### WHAT TO DO
The response must contain every line from the records below that has "SessionStore".

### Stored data

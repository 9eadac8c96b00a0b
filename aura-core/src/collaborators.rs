//! Interfaces to the host process: remote calls and secure token storage.
//!
//! Implementations live with the host (or in `aura-test-utils` for tests);
//! the stores only see these traits.

use std::sync::Arc;

use async_trait::async_trait;
use serde::de::DeserializeOwned;
use serde_json::Value;

use crate::entities::AuthTokens;
use crate::error::{AuthError, RemoteError};

/// Names of the remote operations the stores invoke.
pub mod ops {
    pub const GET_USER_PROFILE: &str = "get_user_profile";
    pub const UPDATE_USER_PROFILE: &str = "update_user_profile";
    pub const CREATE_USER_PROFILE: &str = "create_user_profile";
    pub const CHECK_USERNAME_AVAILABILITY: &str = "check_username_availability";
    pub const REFRESH_SESSION: &str = "refresh_session";
    pub const RESTORE_SESSION: &str = "restore_session";
    pub const INITIALIZE_STRIPE_CUSTOMER: &str = "initialize_stripe_customer";
    pub const GET_STORED_PAYMENT_METHODS: &str = "get_stored_payment_methods";
    pub const GET_SUBSCRIPTION_STATUS: &str = "get_subscription_status";
    pub const SET_DEFAULT_PAYMENT_METHOD: &str = "set_default_payment_method_integrated";
    pub const DELETE_PAYMENT_METHOD: &str = "delete_payment_method_integrated";
    pub const GET_TOKEN_BALANCE: &str = "get_token_balance";
    pub const GET_USER_PURCHASES: &str = "get_user_purchases";
    pub const GET_PACKAGES_WITH_PRICES: &str = "get_packages_with_prices";
}

/// Invokes a named operation on the backend.
///
/// Any call may fail with a transport or remote error at any time.
#[async_trait]
pub trait RemoteCall: Send + Sync {
    async fn call(&self, name: &str, params: Value) -> Result<Value, RemoteError>;
}

pub type SharedRemote = Arc<dyn RemoteCall>;

/// Call and decode the response.
pub async fn call_typed<T: DeserializeOwned>(
    remote: &dyn RemoteCall,
    name: &str,
    params: Value,
) -> Result<T, RemoteError> {
    let value = remote.call(name, params).await?;
    serde_json::from_value(value).map_err(|e| RemoteError::InvalidResponse {
        operation: name.to_string(),
        reason: e.to_string(),
    })
}

/// OS-protected storage for the access and refresh tokens.
#[async_trait]
pub trait SecureTokenStore: Send + Sync {
    async fn store(&self, tokens: &AuthTokens) -> Result<(), AuthError>;

    /// `Ok(None)` when no tokens are stored.
    async fn get(&self) -> Result<Option<AuthTokens>, AuthError>;

    async fn clear(&self) -> Result<(), AuthError>;

    async fn has_tokens(&self) -> Result<bool, AuthError> {
        Ok(self.get().await?.is_some())
    }
}

pub type SharedTokenStore = Arc<dyn SecureTokenStore>;
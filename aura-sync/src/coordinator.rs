//! Cross-store orchestration.
//!
//! The coordinator decides when the domain stores load, refresh and forget
//! their data:
//! - `initialize` loads everything once per signed-in user, customer id first
//! - `smart_refresh` reloads only what fell out of the cache
//! - `force_refresh` reloads everything
//! - signing out purges the user's cache entries and resets every store

use std::collections::VecDeque;
use std::sync::{Arc, Mutex, PoisonError};
use std::time::Duration;

use aura_core::{
    AuraResult, CacheDomain, CacheKey, EpochMillis, SharedClock, UserId,
};
use aura_storage::CacheManager;
use futures_util::future::join_all;
use tokio::sync::watch;
use tokio::task::JoinHandle;
use tokio::time::{interval_at, Instant, MissedTickBehavior};

use crate::account::AccountStore;
use crate::data_store::DataStore;
use crate::session::SessionStore;
use crate::stripe::StripeContextStore;

/// A failure recorded during a sync.
#[derive(Debug, Clone, PartialEq, Eq)]
pub struct SyncError {
    pub message: String,
    pub at: EpochMillis,
}

#[derive(Debug, Clone, Default, PartialEq, Eq)]
pub struct SyncStats {
    pub full_syncs: u64,
    pub smart_refreshes: u64,
    pub force_refreshes: u64,
    /// Resources reloaded by smart or forced refreshes.
    pub reloads: u64,
    pub invalidations: u64,
}

#[derive(Debug, Clone, Default, PartialEq, Eq)]
pub struct CoordinatorState {
    pub is_initialized: bool,
    /// The user the stores were initialized for.
    pub user_id: Option<UserId>,
    pub last_full_sync: Option<EpochMillis>,
    pub sync_in_progress: bool,
    /// Most recent errors, oldest first.
    pub errors: VecDeque<SyncError>,
    /// Errors recorded since startup. Never reset.
    pub error_count: u64,
    pub stats: SyncStats,
}

pub struct StoreCoordinator {
    state: watch::Sender<CoordinatorState>,
    cache: Arc<CacheManager>,
    session: Arc<SessionStore>,
    data: Arc<DataStore>,
    account: Arc<AccountStore>,
    stripe: Arc<StripeContextStore>,
    clock: SharedClock,
    error_log_size: usize,
    /// Last error seen per store (data, stripe, account), so a sticky error
    /// is recorded once.
    seen_errors: Mutex<[Option<String>; 3]>,
}

impl StoreCoordinator {
    #[allow(clippy::too_many_arguments)]
    pub fn new(
        error_log_size: usize,
        cache: Arc<CacheManager>,
        session: Arc<SessionStore>,
        data: Arc<DataStore>,
        account: Arc<AccountStore>,
        stripe: Arc<StripeContextStore>,
        clock: SharedClock,
    ) -> Arc<Self> {
        let (state, _) = watch::channel(CoordinatorState::default());
        Arc::new(Self {
            state,
            cache,
            session,
            data,
            account,
            stripe,
            clock,
            error_log_size: error_log_size.max(1),
            seen_errors: Mutex::new(Default::default()),
        })
    }

    pub fn snapshot(&self) -> CoordinatorState {
        self.state.borrow().clone()
    }

    pub fn subscribe(&self) -> watch::Receiver<CoordinatorState> {
        self.state.subscribe()
    }

    pub fn is_initialized(&self) -> bool {
        self.state.borrow().is_initialized
    }

    /// Every cache key loaded for `user_id`.
    pub fn tracked_keys(user_id: &UserId) -> Vec<CacheKey> {
        let mut keys = vec![CacheKey::profile(user_id)];
        keys.extend(StripeContextStore::tracked_keys(user_id));
        keys.extend(AccountStore::tracked_keys(user_id));
        keys
    }

    /// Load every store for the signed-in user.
    ///
    /// Does nothing when already initialized, when nobody is signed in, or
    /// while another sync runs. Load failures are recorded, not returned.
    pub async fn initialize(&self) -> AuraResult<()> {
        let Some(user_id) = self.session.user_id() else {
            tracing::debug!("No signed-in user, nothing to initialize");
            return Ok(());
        };
        let started = self.state.send_if_modified(|state| {
            if state.is_initialized || state.sync_in_progress {
                return false;
            }
            state.sync_in_progress = true;
            true
        });
        if !started {
            return Ok(());
        }

        tracing::info!(user_id = %user_id, "Initializing stores");
        self.stripe.initialize_customer(false).await;
        tokio::join!(
            self.data.load_profile(false),
            self.stripe.load_payment_methods(false),
            self.stripe.load_subscription(false),
            self.account.load_balance(false),
            self.account.load_purchases(false),
            self.account.load_packages(false),
        );
        self.data.process_offline_queue().await;
        self.collect_store_errors();

        let still_current = self.session.user_id().as_ref() == Some(&user_id);
        let now = self.clock.now_millis();
        self.state.send_modify(|state| {
            state.sync_in_progress = false;
            if still_current {
                state.is_initialized = true;
                state.user_id = Some(user_id.clone());
                state.last_full_sync = Some(now);
                state.stats.full_syncs += 1;
            }
        });
        if still_current {
            tracing::info!(user_id = %user_id, "Stores initialized");
        } else {
            tracing::info!(user_id = %user_id, "User changed during initialization, discarding");
        }
        Ok(())
    }

    async fn reload(&self, domain: CacheDomain, force: bool) {
        match domain {
            CacheDomain::Profile => {
                self.data.load_profile(force).await;
            }
            CacheDomain::StripeCustomer => {
                self.stripe.initialize_customer(force).await;
            }
            CacheDomain::PaymentMethods => {
                self.stripe.load_payment_methods(force).await;
            }
            CacheDomain::Subscription => {
                self.stripe.load_subscription(force).await;
            }
            CacheDomain::TokenBalance => {
                self.account.load_balance(force).await;
            }
            CacheDomain::Purchases => {
                self.account.load_purchases(force).await;
            }
            CacheDomain::PackagesWithPrices => {
                self.account.load_packages(force).await;
            }
        }
    }

    /// Reload the resources whose cache entries are missing or expired.
    ///
    /// Returns how many were reloaded. Fresh data is never fetched.
    pub async fn smart_refresh(&self) -> usize {
        let Some(user_id) = self.state.borrow().user_id.clone() else {
            return 0;
        };
        if !self.is_initialized() {
            return 0;
        }
        let stale: Vec<CacheDomain> = Self::tracked_keys(&user_id)
            .into_iter()
            .filter(|key| !self.cache.has(key))
            .map(|key| key.domain())
            .collect();

        if !stale.is_empty() {
            tracing::debug!(user_id = %user_id, stale = ?stale, "Smart refresh");
            // Payment data depends on the customer id.
            if stale.contains(&CacheDomain::StripeCustomer) {
                self.reload(CacheDomain::StripeCustomer, false).await;
            }
            join_all(
                stale
                    .iter()
                    .filter(|domain| **domain != CacheDomain::StripeCustomer)
                    .map(|domain| self.reload(*domain, false)),
            )
            .await;
            self.collect_store_errors();
        }
        let reloaded = stale.len();
        self.state.send_modify(|state| {
            state.stats.smart_refreshes += 1;
            state.stats.reloads += reloaded as u64;
        });
        reloaded
    }

    /// Reload every resource, ignoring freshness.
    pub async fn force_refresh(&self) -> usize {
        let Some(user_id) = self.session.user_id() else {
            return 0;
        };
        tracing::info!(user_id = %user_id, "Forced refresh");
        self.stripe.initialize_customer(true).await;
        let domains: Vec<CacheDomain> = Self::tracked_keys(&user_id)
            .into_iter()
            .map(|key| key.domain())
            .filter(|domain| *domain != CacheDomain::StripeCustomer)
            .collect();
        join_all(domains.iter().map(|domain| self.reload(*domain, true))).await;
        self.collect_store_errors();

        let reloaded = domains.len() + 1;
        let now = self.clock.now_millis();
        self.state.send_modify(|state| {
            state.stats.force_refreshes += 1;
            state.stats.reloads += reloaded as u64;
            state.last_full_sync = Some(now);
        });
        reloaded
    }

    /// Drop every cache entry of `user_id`.
    pub fn invalidate_user_cache(&self, user_id: &UserId) -> usize {
        let removed = self.cache.invalidate_user(user_id);
        tracing::info!(user_id = %user_id, removed, "User cache invalidated");
        self.state.send_modify(|state| state.stats.invalidations += 1);
        removed
    }

    /// Purge the initialized user's data and return to uninitialized.
    ///
    /// The error counter and stats survive.
    pub fn reset(&self) {
        let user_id = self.state.borrow().user_id.clone();
        if let Some(user_id) = user_id.as_ref() {
            self.invalidate_user_cache(user_id);
        }
        self.data.reset();
        self.account.reset();
        self.stripe.reset();
        *self.seen_errors.lock().unwrap_or_else(PoisonError::into_inner) = Default::default();
        self.state.send_modify(|state| {
            state.is_initialized = false;
            state.user_id = None;
            state.last_full_sync = None;
            state.sync_in_progress = false;
            state.errors.clear();
        });
        tracing::debug!(user_id = ?user_id, "Coordinator reset");
    }

    pub fn record_error(&self, message: impl Into<String>) {
        let error = SyncError {
            message: message.into(),
            at: self.clock.now_millis(),
        };
        tracing::warn!(error = %error.message, "Sync error");
        let cap = self.error_log_size;
        self.state.send_modify(|state| {
            state.errors.push_back(error);
            while state.errors.len() > cap {
                state.errors.pop_front();
            }
            state.error_count += 1;
        });
    }

    /// Record store errors that were not there after the previous pass.
    fn collect_store_errors(&self) {
        let current = [self.data.error(), self.stripe.error(), self.account.error()];
        let fresh: Vec<String> = {
            let mut seen = self.seen_errors.lock().unwrap_or_else(PoisonError::into_inner);
            let fresh = current
                .iter()
                .zip(seen.iter())
                .filter_map(|(now, before)| match now {
                    Some(message) if before.as_ref() != Some(message) => Some(message.clone()),
                    _ => None,
                })
                .collect();
            *seen = current;
            fresh
        };
        for message in fresh {
            self.record_error(message);
        }
    }

    /// React to session changes until `shutdown` flips to true.
    ///
    /// Signing out resets the coordinator. Signing in initializes it once
    /// the session has been stable for `settle`. Switching users does both.
    pub fn spawn_auth_listener(
        self: &Arc<Self>,
        settle: Duration,
        mut shutdown: watch::Receiver<bool>,
    ) -> JoinHandle<()> {
        let coordinator = Arc::clone(self);
        let mut session = self.session.subscribe();
        tokio::spawn(async move {
            loop {
                tokio::select! {
                    changed = session.changed() => {
                        if changed.is_err() {
                            break;
                        }
                        let current = session.borrow_and_update().user_id();
                        coordinator.on_session_change(current, settle).await;
                    }
                    changed = shutdown.changed() => {
                        if changed.is_err() || *shutdown.borrow() {
                            break;
                        }
                    }
                }
            }
            tracing::debug!("Coordinator auth listener stopped");
        })
    }

    async fn on_session_change(&self, current: Option<UserId>, settle: Duration) {
        let initialized_for = self.state.borrow().user_id.clone();
        match (current, initialized_for) {
            (None, Some(_)) => self.reset(),
            (Some(user), Some(previous)) if user != previous => {
                self.reset();
                self.initialize_after(user, settle).await;
            }
            (Some(user), None) => self.initialize_after(user, settle).await,
            _ => {}
        }
    }

    async fn initialize_after(&self, user_id: UserId, settle: Duration) {
        if self.is_initialized() {
            return;
        }
        tokio::time::sleep(settle).await;
        if self.session.user_id().as_ref() != Some(&user_id) {
            return;
        }
        if let Err(e) = self.initialize().await {
            self.record_error(e.to_string());
        }
    }

    /// Run [`smart_refresh`](Self::smart_refresh) on every tick.
    pub fn spawn_periodic_refresh(
        self: &Arc<Self>,
        every: Duration,
        mut shutdown: watch::Receiver<bool>,
    ) -> JoinHandle<()> {
        let coordinator = Arc::clone(self);
        tokio::spawn(async move {
            let mut ticker = interval_at(Instant::now() + every, every);
            ticker.set_missed_tick_behavior(MissedTickBehavior::Skip);
            loop {
                tokio::select! {
                    _ = ticker.tick() => {
                        coordinator.smart_refresh().await;
                        coordinator.account.refresh_balance_in_background().await;
                    }
                    changed = shutdown.changed() => {
                        if changed.is_err() || *shutdown.borrow() {
                            break;
                        }
                    }
                }
            }
        })
    }
}
//! Logging setup.

use aura_core::LoggingConfig;
use thiserror::Error;
use tracing_subscriber::{fmt, layer::SubscriberExt, util::SubscriberInitExt, EnvFilter};

#[derive(Debug, Error)]
pub enum TelemetryError {
    #[error("Invalid log filter '{filter}': {reason}")]
    InvalidFilter { filter: String, reason: String },

    #[error("Failed to init subscriber: {0}")]
    Init(String),
}

/// Build the env filter: `RUST_LOG` wins over the configured directive.
pub fn env_filter(config: &LoggingConfig) -> Result<EnvFilter, TelemetryError> {
    if let Ok(filter) = EnvFilter::try_from_default_env() {
        return Ok(filter);
    }
    EnvFilter::try_new(&config.filter).map_err(|e| TelemetryError::InvalidFilter {
        filter: config.filter.clone(),
        reason: e.to_string(),
    })
}

/// Install the global `tracing` subscriber.
///
/// Fails when a subscriber is already installed.
pub fn init_logging(config: &LoggingConfig) -> Result<(), TelemetryError> {
    let filter = env_filter(config)?;
    let registry = tracing_subscriber::registry().with(filter);

    let result = if config.json {
        registry.with(fmt::layer().json()).try_init()
    } else {
        registry.with(fmt::layer()).try_init()
    };
    result.map_err(|e| TelemetryError::Init(e.to_string()))?;

    tracing::info!(filter = %config.filter, json = config.json, "Logging initialized");
    Ok(())
}

#[cfg(test)]
mod tests {
    use super::*;

    #[test]
    fn test_invalid_filter_is_rejected() {
        if std::env::var_os("RUST_LOG").is_some() {
            return;
        }
        let config = LoggingConfig {
            filter: "aura_sync=notalevel".to_string(),
            json: false,
        };
        assert!(matches!(
            env_filter(&config),
            Err(TelemetryError::InvalidFilter { .. })
        ));
    }

    #[test]
    fn test_second_init_fails() {
        let config = LoggingConfig::default();
        let _ = init_logging(&config);
        assert!(matches!(
            init_logging(&config),
            Err(TelemetryError::Init(_))
        ));
    }
}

### TASK RESPONSE
use crate::session::SessionStore;
    session: Arc<SessionStore>,
        session: Arc<SessionStore>,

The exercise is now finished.